The books that meant the most to me as a kid were the ones where, once I put them down, I’d feel a sadness at having left their characters behind. I remember closing White Fang and feeling a sadness I’d never felt before. I can’t remember how young I was, but it was profound to miss a dog who didn’t even exist. Little did I know I was practicing for the first time one of the most defining feelings of a person’s life.
The Place Beyond the Pines is a film that meanders like an 800-page novel, with the details of entire generations of lives laid bare. Its first act concerns motorcycle stuntman Luke (Ryan Gosling). He performs in a traveling carnival, but settles down when he discovers one of his girls in port, Romina (Eva Mendes), has a baby son. It’s his, and even though Romina is in a relationship with someone else, Luke wants to be a part of his child’s life. Luke has no prospects, however, and is talked into taking advantage of his unique skills by robbing banks.
The second act follows rookie cop Avery (Bradley Cooper). You can imagine how he and Luke encounter each other. Like Luke, Avery has a baby son. Avery comes from privilege, however, and even if he lacks the foresight, his father Al (Harris Yulan) will make sure that Avery’s track takes him into politics. To reveal too much about Avery’s plot would be to spoil some hard, left turns the film takes.
The third act follows Luke’s and Avery’s sons, 15 years later. Of how they meet or what transpires afterward, I won’t say anything else. The results are a mix of tragedy and hope.
The Place Beyond the Pines is about the cycle of violence, the reality that drives the hopeless toward crime and the privileged to idolize it. It’s about the inevitable corruption that growing older has on the ideals of our younger selves and it’s about those beautiful moments that stay in our hearts forever, that let us survive the worst that life comes to throw at us. It’s about forgiveness, vengeance, struggle and honesty. It’s about the first time we share something special with a loved one, intending to repeat it for the rest of our lives and never getting to. It’s about how quickly we leave our dreams behind for what’s practical or what others expect of us. It’s about more than any single movie I may have ever seen before. How it fits its story into two hours and 20 minutes is beyond me.
2013 was awash in impossible movies – the relentlessness and importance of 12 Years a Slave, the technical splendor and intensity of Gravity, the outsized antics of American Hustle, the absurdity of Spring Breakers. No film may be more impossible than The Place Beyond the Pines, however. It has no camera tricks you haven’t seen before and it isn’t outlandish in any way. Its characters aren’t nearly as likeable as those other films’. Instead, writer-director Derek Cianfrance tells a human story, and weaves it together with another human story and another and another into something that, once the credits roll, makes you yearn for just one more moment to watch those characters exist.
When the movie was done, and I got up to pull the DVD, it was 1:30 a.m., it was snowing outside, and I could do nothing more than lean back against the wall and miss those characters a long moment.

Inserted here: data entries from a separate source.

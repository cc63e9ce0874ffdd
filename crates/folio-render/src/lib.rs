//! # folio-render
//!
//! Renders parsed Jupyter notebooks to HTML for the folio showcase site.
//!
//! ## Pipeline
//!
//! - **Markdown cells**: special-case substitution table, asset path
//!   rewriting, then pulldown-cmark with raw HTML passthrough
//! - **Code cells**: `In [n]` prompt and syntect-highlighted source
//! - **Outputs**: one representation per output chosen by a fixed MIME
//!   priority (HTML, video, audio, SVG, raster image, plain text), framed with
//!   an `Out [n]` label; streams and tracebacks render as preformatted text
//!
//! ## Example
//!
//! ```rust
//! use folio_notebook::parse_notebook_from_str;
//! use folio_render::{render_page, Renderer};
//!
//! let notebook = parse_notebook_from_str(
//!     r#"{"cells": [{"cell_type": "markdown", "source": "![alt](images/foo.png)"}]}"#,
//! )?;
//! let rendered = Renderer::default().render(&notebook);
//! assert_eq!(rendered.blocks.len(), 1);
//! assert!(rendered.to_html().contains("/notebooks/images/foo.png"));
//!
//! let page = render_page("Demo", &rendered);
//! assert!(page.starts_with("<!DOCTYPE html>"));
//! # Ok::<(), folio_notebook::LoadError>(())
//! ```

pub mod dispatch;
pub mod highlight;
pub mod html;
pub mod markdown;
pub mod options;
pub mod page;
pub mod paths;
pub mod renderer;
pub mod substitutions;
pub mod telemetry;
pub mod viewer;

pub use dispatch::{dispatch, has_video_signal, MimeRule, OutputBody, MIME_DISPATCH};
pub use highlight::CodeHighlighter;
pub use markdown::{markdown_to_html, render_markdown_cell, MarkdownRender};
pub use options::RenderOptions;
pub use page::{render_error_page, render_not_found, render_page};
pub use paths::rewrite_asset_paths;
pub use renderer::{Block, CodeBlock, RenderedNotebook, RenderedOutput, Renderer};
pub use substitutions::{apply_substitutions, Substitution, SubstitutionOutcome, SUBSTITUTIONS};
pub use telemetry::{LogTelemetry, NoopTelemetry, RecordingTelemetry, Telemetry, TelemetryEvent};
pub use viewer::{NotebookViewer, ViewOutcome};
//! One-shot notebook loading from the static asset host
//!
//! A location is either an `http(s)://` URL, a `file://` URL or a plain
//! filesystem path. Loading is all-or-nothing: there is no retry, no caching
//! and no partial result.

use crate::error::{LoadError, Result};
use crate::ipynb::{parse_notebook_from_str, Notebook};
use std::path::PathBuf;
use std::time::Duration;

/// Options for [`load_notebook`]
#[derive(Debug, Clone, Default, PartialEq, Eq)]
pub struct LoadOptions {
    /// Request timeout for remote documents (None = wait indefinitely)
    pub timeout: Option<Duration>,
}

impl LoadOptions {
    /// Create options with a request timeout
    #[inline]
    #[must_use = "returns options with the timeout configured"]
    pub const fn with_timeout(mut self, timeout: Option<Duration>) -> Self {
        self.timeout = timeout;
        self
    }
}

/// Where a notebook document lives
#[derive(Debug, Clone, PartialEq, Eq)]
pub enum DocumentSource {
    /// Remote document fetched over HTTP(S)
    Remote(String),
    /// Local file
    Local(PathBuf),
}

impl DocumentSource {
    /// Classify a location string
    #[must_use]
    pub fn from_location(location: &str) -> Self {
        if location.starts_with("http://") || location.starts_with("https://") {
            Self::Remote(location.to_string())
        } else {
            let path = location.strip_prefix("file://").unwrap_or(location);
            Self::Local(PathBuf::from(path))
        }
    }
}

/// Fetch and parse a notebook document
///
/// # Errors
///
/// Returns a [`LoadError`] when the document cannot be fetched, the host
/// answers with a non-success status, or the body is not a notebook.
pub fn load_notebook(location: &str, options: &LoadOptions) -> Result<Notebook> {
    let body = match DocumentSource::from_location(location) {
        DocumentSource::Remote(url) => fetch_remote(&url, options)?,
        DocumentSource::Local(path) => {
            log::debug!("Reading notebook from {}", path.display());
            std::fs::read_to_string(&path)?
        }
    };

    let notebook = parse_notebook_from_str(&body)?;
    log::debug!(
        "Loaded notebook from {location}: {} cells ({} code)",
        notebook.cells.len(),
        notebook.code_cell_count()
    );
    Ok(notebook)
}

fn fetch_remote(url: &str, options: &LoadOptions) -> Result<String> {
    log::debug!("Fetching notebook from {url}");

    let mut builder = reqwest::blocking::Client::builder();
    // reqwest's blocking client applies a 30s default unless told otherwise
    builder = builder.timeout(options.timeout);
    let client = builder.build().map_err(|source| LoadError::Request {
        url: url.to_string(),
        source,
    })?;

    let response = client.get(url).send().map_err(|source| LoadError::Request {
        url: url.to_string(),
        source,
    })?;

    let status = response.status();
    if !status.is_success() {
        log::warn!("HTTP error {status} fetching notebook from {url}");
        return Err(LoadError::Status {
            url: url.to_string(),
            status: status.as_u16(),
        });
    }

    response.text().map_err(|source| LoadError::Request {
        url: url.to_string(),
        source,
    })
}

I’d spent the week caring for a very sick pet whom I hope is on the mend, and putting things in place for projects I’d like to do later in the year, once New England thaws out. It had been the latest of many stressful weeks, but I was reminded that the week of stress is just one of many things that shapes us. We have a habit of looking at photographs of times past, of a day at the beach with an ex, of a grandmother you never got to know, of cheesy family vacation photos when everyone was wearing 90s haircuts, and we do it to yearn, to repeat in our minds the echo of a moment we can never repeat, or to play out in our minds the possibilities of paths not taken.
The Place Beyond the Pines, when all is said and done, has much the same effect. We look at its characters at the end, and we know where those paths went, how they got to the place they are, and we understand so deeply that feeling of nostalgia, of contemplation, of playing pretend with an echo in our heads. This is what The Place Beyond the Pines is, beyond a crime thriller and a chase scene and domestic drama and love story. It’s that moment of closing a book, of looking at a photo. It is regret and acceptance and the strange feeling of possibility into which they somehow translate. This is a brave, unprecedented narrative, by turns exciting, cold, languorous, intense, heated, inscrutable, and heartbreaking. This is lives trapped in amber. This is the film of the year.